In comparison, the dollars at stake are much higher in a 401(k) plan. Savers can contribute up to $22,500 to a 401(k) in 2023. Total contributions (including employee contributions and employer matching, for example) are capped at $66,000.
There is no contribution or account minimum to get the Robinhood match, and transactions are commission-free. Investors can invest in the universe of stocks and investment funds available on Robinhood’s platform, or choose to get a single asset allocation recommendation that includes up to approximately 10 exchange-traded funds.
While investors would receive the matching money immediately, they must keep their Robinhood IRA account open for at least five years to permanently retain the matching funds – a concept similar to the 401(k) acquisition.
Transfers from a 401(k) or IRA account to a Robinhood Retirement account do not count toward the IRA match, the company said in an email, adding that it is “exploring a separate matching option for transfers to the future”.
Marketing trick or positive impact on economies?
Robinhood expects the money to accumulate over time. A long-term investor who gets a consideration of $60 each year and earns a 10% annual return would have an additional $26,000 after 40 years, according to the firm’s analysis.
“I think any sort of compensation for [investment] fresh or any kind of small addition [to savings]it all adds up over time,” said John Scott, director of retirement savings at The Pew Charitable Trusts.
“I think the big question will be, what is the behavioral effect?” said Scott.

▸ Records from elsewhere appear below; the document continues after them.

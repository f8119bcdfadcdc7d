/*!
 * OpenAI-compatible chat completions client.
 *
 * Serves OpenAI itself and every service exposing the same
 * `/chat/completions` surface: Groq, OpenRouter and LM Studio.
 */

use async_trait::async_trait;
use reqwest::Client;
use serde::{Deserialize, Serialize};

use crate::errors::ProviderError;
use crate::providers::{Provider, RateLimiter, http_client, send_json};

/// OpenAI-compatible client
#[derive(Debug)]
pub struct OpenAI {
    /// Display name (`OpenAI`, `Groq`, ...)
    name: String,
    /// HTTP client for API requests
    client: Client,
    /// API key; omitted from requests when empty
    api_key: String,
    /// Base URL, e.g. `https://api.openai.com/v1`
    endpoint: String,
    /// Model used by `build_request`
    model: String,
    /// Sampling temperature used by `build_request`
    temperature: f32,
    /// Optional client-side rate limiting
    rate_limiter: Option<RateLimiter>,
}

/// Chat message
#[derive(Debug, Clone, Serialize, Deserialize)]
pub struct OpenAIMessage {
    /// Role of the message sender (system, user, assistant)
    pub role: String,
    /// Content of the message
    #[serde(default)]
    pub content: String,
}

/// Chat completions request
#[derive(Debug, Serialize)]
pub struct OpenAIRequest {
    model: String,
    messages: Vec<OpenAIMessage>,
    #[serde(skip_serializing_if = "Option::is_none")]
    temperature: Option<f32>,
    #[serde(skip_serializing_if = "Option::is_none")]
    max_tokens: Option<u32>,
}

impl OpenAIRequest {
    /// Create a new request for `model`
    pub fn new(model: impl Into<String>) -> Self {
        Self {
            model: model.into(),
            messages: Vec::new(),
            temperature: None,
            max_tokens: None,
        }
    }

    /// Add a message to the request
    pub fn add_message(mut self, role: impl Into<String>, content: impl Into<String>) -> Self {
        self.messages.push(OpenAIMessage {
            role: role.into(),
            content: content.into(),
        });
        self
    }

    /// Set the temperature
    pub fn temperature(mut self, temperature: f32) -> Self {
        self.temperature = Some(temperature);
        self
    }

    /// Set the completion token limit
    pub fn max_tokens(mut self, max_tokens: u32) -> Self {
        self.max_tokens = Some(max_tokens);
        self
    }
}

/// One completion choice
#[derive(Debug, Deserialize)]
pub struct OpenAIChoice {
    /// Generated message
    pub message: OpenAIMessage,
}

/// Token usage information
#[derive(Debug, Deserialize, Default)]
pub struct OpenAIUsage {
    /// Prompt tokens
    #[serde(default)]
    pub prompt_tokens: u64,
    /// Completion tokens
    #[serde(default)]
    pub completion_tokens: u64,
}

/// Chat completions response
#[derive(Debug, Deserialize)]
pub struct OpenAIResponse {
    /// Completion choices; the first one is used
    pub choices: Vec<OpenAIChoice>,
    /// Token usage, when reported
    #[serde(default)]
    pub usage: Option<OpenAIUsage>,
}

impl OpenAI {
    /// Create a new client
    pub fn new(api_key: impl Into<String>, endpoint: impl Into<String>, model: impl Into<String>) -> Self {
        Self {
            name: "OpenAI".to_string(),
            client: http_client(120),
            api_key: api_key.into(),
            endpoint: endpoint.into(),
            model: model.into(),
            temperature: 0.3,
            rate_limiter: None,
        }
    }

    /// Set the display name used in logs and errors
    pub fn with_name(mut self, name: impl Into<String>) -> Self {
        self.name = name.into();
        self
    }

    /// Set the HTTP timeout
    pub fn with_timeout(mut self, timeout_secs: u64) -> Self {
        self.client = http_client(timeout_secs);
        self
    }

    /// Set the sampling temperature
    pub fn with_temperature(mut self, temperature: f32) -> Self {
        self.temperature = temperature;
        self
    }

    /// Limit requests per minute
    pub fn with_rate_limit(mut self, requests_per_minute: Option<u32>) -> Self {
        self.rate_limiter = RateLimiter::per_minute(requests_per_minute);
        self
    }

    fn api_url(&self) -> String {
        let base = if self.endpoint.is_empty() {
            "https://api.openai.com/v1"
        } else {
            self.endpoint.trim_end_matches('/')
        };
        format!("{}/chat/completions", base)
    }
}

#[async_trait]
impl Provider for OpenAI {
    type Request = OpenAIRequest;
    type Response = OpenAIResponse;

    fn name(&self) -> &str {
        &self.name
    }

    fn build_request(&self, system: &str, prompt: &str) -> Self::Request {
        OpenAIRequest::new(&self.model)
            .temperature(self.temperature)
            .add_message("system", system)
            .add_message("user", prompt)
    }

    async fn complete(&self, request: Self::Request) -> Result<Self::Response, ProviderError> {
        if let Some(limiter) = &self.rate_limiter {
            limiter.acquire().await;
        }

        let mut builder = self
            .client
            .post(self.api_url())
            .header("Content-Type", "application/json")
            .json(&request);
        if !self.api_key.is_empty() {
            builder = builder.bearer_auth(&self.api_key);
        }

        send_json(&self.name, builder).await
    }

    fn extract_text(response: &Self::Response) -> String {
        response
            .choices
            .first()
            .map(|choice| choice.message.content.clone())
            .unwrap_or_default()
    }
}
/*!
 * Error types for the transhub application.
 *
 * This module contains custom error types for different parts of the application,
 * using the thiserror crate for ergonomic error definitions.
 *
 * - `ProviderError`: transport-level failures of an HTTP provider
 * - `BackendError`: what a translation backend reports to the orchestrator
 * - `CatalogError`: catalog parsing, lookup and persistence failures
 * - `PipelineError`: failures that end a run
 */

use std::path::PathBuf;
use thiserror::Error;

/// Errors that can occur when working with provider APIs
#[derive(Error, Debug)]
pub enum ProviderError {
    /// Error when making an API request fails
    #[error("API request failed: {0}")]
    RequestFailed(String),

    /// Error when parsing an API response fails
    #[error("Failed to parse API response: {0}")]
    ParseError(String),

    /// Error returned by the API itself
    #[error("API responded with error: {status_code} - {message}")]
    ApiError {
        /// HTTP status code
        status_code: u16,
        /// Error message from the API
        message: String,
    },

    /// Error establishing or maintaining a connection
    #[error("Connection error: {0}")]
    ConnectionError(String),

    /// Error related to rate limiting
    #[error("Rate limit exceeded: {0}")]
    RateLimitExceeded(String),

    /// Error with authentication
    #[error("Authentication error: {0}")]
    AuthenticationError(String),

    /// The request did not complete in time
    #[error("Request timed out: {0}")]
    Timeout(String),
}

impl ProviderError {
    /// Map a non-success HTTP status and body to the matching provider error
    pub fn from_status(status_code: u16, message: impl Into<String>) -> Self {
        let message = message.into();
        match status_code {
            401 | 403 => Self::AuthenticationError(message),
            429 => Self::RateLimitExceeded(message),
            _ => Self::ApiError { status_code, message },
        }
    }
}

impl From<reqwest::Error> for ProviderError {
    fn from(error: reqwest::Error) -> Self {
        if error.is_timeout() {
            Self::Timeout(error.to_string())
        } else if error.is_connect() {
            Self::ConnectionError(error.to_string())
        } else if error.is_decode() {
            Self::ParseError(error.to_string())
        } else {
            Self::RequestFailed(error.to_string())
        }
    }
}

/// Errors reported by a translation backend
///
/// The three kinds drive the orchestrator's recovery policy: transient errors
/// are retried, malformed responses are retried and then degraded to
/// per-entry translation, fatal errors abort the run.
#[derive(Error, Debug, Clone, PartialEq)]
pub enum BackendError {
    /// Rate limit, timeout or temporary service failure
    #[error("Transient backend error: {0}")]
    Transient(String),

    /// The backend replied but the output did not have the expected structure
    #[error("Malformed backend response: {0}")]
    MalformedResponse(String),

    /// Authentication or configuration problem
    #[error("Fatal backend error: {0}")]
    Fatal(String),
}

impl BackendError {
    /// Whether the orchestrator may try the same call again
    pub fn is_retryable(&self) -> bool {
        !matches!(self, Self::Fatal(_))
    }
}

impl From<ProviderError> for BackendError {
    fn from(error: ProviderError) -> Self {
        match error {
            ProviderError::RateLimitExceeded(_)
            | ProviderError::ConnectionError(_)
            | ProviderError::Timeout(_)
            | ProviderError::RequestFailed(_) => Self::Transient(error.to_string()),
            ProviderError::ApiError { status_code, .. } if status_code >= 500 || status_code == 408 => {
                Self::Transient(error.to_string())
            }
            ProviderError::ParseError(_) => Self::MalformedResponse(error.to_string()),
            ProviderError::AuthenticationError(_) | ProviderError::ApiError { .. } => {
                Self::Fatal(error.to_string())
            }
        }
    }
}

/// Errors raised by the catalog store and the PO codec
#[derive(Error, Debug)]
pub enum CatalogError {
    /// A translation was applied for a key the catalog does not contain
    #[error("Unknown catalog key: {0:?}")]
    UnknownKey(String),

    /// The catalog text could not be parsed
    #[error("Parse error at line {line}: {message}")]
    Parse {
        /// 1-based line number
        line: usize,
        /// What went wrong
        message: String,
    },

    /// Writing the catalog to durable storage failed
    #[error("Failed to persist catalog to {path:?}: {message}")]
    Persistence {
        /// Target path
        path: PathBuf,
        /// Underlying error
        message: String,
    },

    /// Reading a catalog file failed
    #[error("I/O error: {0}")]
    Io(#[from] std::io::Error),
}

/// Errors that terminate a pipeline run
#[derive(Error, Debug)]
pub enum PipelineError {
    /// The backend reported a non-retryable error
    #[error("Backend error: {0}")]
    Backend(BackendError),

    /// Data integrity problem in the catalog
    #[error("Catalog error: {0}")]
    Catalog(#[from] CatalogError),

    /// The run was cancelled from outside
    #[error("Run cancelled")]
    Cancelled,

    /// A suspension point exceeded its deadline
    #[error("Timed out: {0}")]
    Timeout(String),
}

impl From<BackendError> for PipelineError {
    fn from(error: BackendError) -> Self {
        Self::Backend(error)
    }
}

In other words: to what extent will the financial incentive encourage people to save? Many employers have adopted automatic enrollment to combat relatively low 401(k) participation despite the availability of matching funds.
To date, most policy initiatives to encourage savings have focused on the workplace. Lack of access to 401(k) plans at work is one of the biggest flaws in the US retirement system. States have passed laws in recent years establishing self-enrollment IRAs for workers who don’t have workplace retirement plans, for example.
“Maybe it’s just a marketing gimmick, the 1%,” Scott added. “But if it gets people into the habit of saving, it could have a big impact.”
Pension experts have likened the game to banks offering “free” toasters and other perks to customers who open a certificate of deposit.
Here, Robinhood is likely aiming to grow its customer base – and then make money elsewhere by trying to sell them to other services, experts said.
Robinhood saw its growth reverse as a pandemic-era retail boom faltered. The firm announced a few tranches of layoffs this year.
“It’s getting harder and harder to get past [of customers] and break up the clutter,” said Neil Bathon, founder and partner of FUSE Research Network, an asset management market researcher. “I can’t imagine trying to start an IRA business and not having a program like this. to kind of fuel prospecting efforts.”
Robinhood hinted at meeting current customer demand and expanding its footprint, but declined to offer a forecast of growth or total cost.
“We have heard from our existing customer base that they have a strong interest in expanding Robinhood into the retirement space,” the company said in an email. “We want to deliver great value to a broader customer base through a platform that supports long-term investing, and retirement is just the start.”
It can be difficult to get people to open an account when the incentive can be $50 or $60 a year in dollars, Chao said.
“One percent sounds good, but do you think 1% will inspire people to save anyway, while 3% won’t inspire them to save in a 401(k)?” he said.
This story has been corrected to reflect how the Robinhood match works against the annual IRA contribution limits.